How Smartphones Hijack Our Minds - Part II

(Continues from Part I)

In another study, published in Applied Cognitive Psychology in April, researchers examined how smartphones affected learning in a lecture class with 160 students at the University of Arkansas at Monticello. They found that students who didn’t bring their phones to the classroom scored a full letter-grade higher on a test of the material presented than those who brought their phones. It didn’t matter whether the students who had their phones used them or not: All of them scored equally poorly. A study of 91 secondary schools in the U.K., published last year in the journal Labour Economics, found that when schools ban smartphones, students’ examination scores go up substantially, with the weakest students benefiting the most.

It isn’t just our reasoning that takes a hit when phones are around. Social skills and relationships seem to suffer as well.
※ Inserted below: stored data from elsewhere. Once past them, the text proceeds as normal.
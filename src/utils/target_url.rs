//! Validation of submitted target URLs.

use crate::error::AppError;
use serde_json::json;

/// Scheme prefixes a target URL may start with.
pub const ACCEPTED_SCHEMES: &[&str] = &["http://", "https://"];

/// Validates a submitted URL and returns it with surrounding whitespace removed.
///
/// # Rules
///
/// - Must not be empty after trimming
/// - Must start with `http://` or `https://` (case-sensitive)
///
/// The URL is otherwise stored verbatim, so two submissions deduplicate only when
/// their trimmed strings are identical.
///
/// # Errors
///
/// Returns [`AppError::Validation`] with a message suitable for end users.
pub fn validate_target_url(input: &str) -> Result<String, AppError> {
    let trimmed = input.trim();

    if trimmed.is_empty() {
        return Err(AppError::bad_request(
            "Please enter a URL.",
            json!({ "reason": "empty" }),
        ));
    }

    if !ACCEPTED_SCHEMES
        .iter()
        .any(|scheme| trimmed.starts_with(scheme))
    {
        return Err(AppError::bad_request(
            "Please include http:// or https:// at the start.",
            json!({ "reason": "unsupported_scheme", "url": trimmed }),
        ));
    }

    Ok(trimmed.to_string())
}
Because smartphones serve as constant reminders of all the friends we could be chatting with electronically, they pull at our minds when we’re talking with people in person, leaving our conversations shallower and less satisfying.

(snip)

Now that our phones have made it so easy to gather information online, our brains are likely offloading even more of the work of remembering to technology. If the only thing at stake were memories of trivial facts, that might not matter. But, as the pioneering psychologist and philosopher William James said in an 1892 lecture, “the art of remembering is the art of thinking.” Only by encoding information in our biological memory can we weave the rich intellectual associations that form the essence of personal knowledge and give rise to critical and conceptual thinking. No matter how much information swirls around us, the less well-stocked our memory, the less we have to think with.

This story has a twist. It turns out that we aren’t very good at distinguishing the knowledge we keep in our heads from the information we find on our phones or computers. As Dr. Wegner and Dr. Ward explained in a 2013 Scientific American article, when people call up information through their devices, they often end up suffering from delusions of intelligence. They feel as though “their own mental capacities” had generated the information, not their devices. “The advent of the ‘information age’ seems to have created a generation of people who feel they know more than ever before,” the scholars concluded, even though “they may know ever less about the world around them.”

(snip)

That insight sheds light on our society’s current gullibility crisis, in which people are all too quick to credit lies and half-truths spread through social media by Russian agents and other bad actors. If your phone has sapped your powers of discernment, you’ll believe anything it tells you.

Data, the novelist and critic Cynthia Ozick once wrote, is “memory without history.” Her observation points to the problem with allowing smartphones to commandeer our brains. When we constrict our capacity for reasoning and recall or transfer those skills to a gadget, we sacrifice our ability to turn information into knowledge. We get the data but lose the meaning. Upgrading our gadgets won’t solve the problem. We need to give our minds more room to think. And that means putting some distance between ourselves and our phones.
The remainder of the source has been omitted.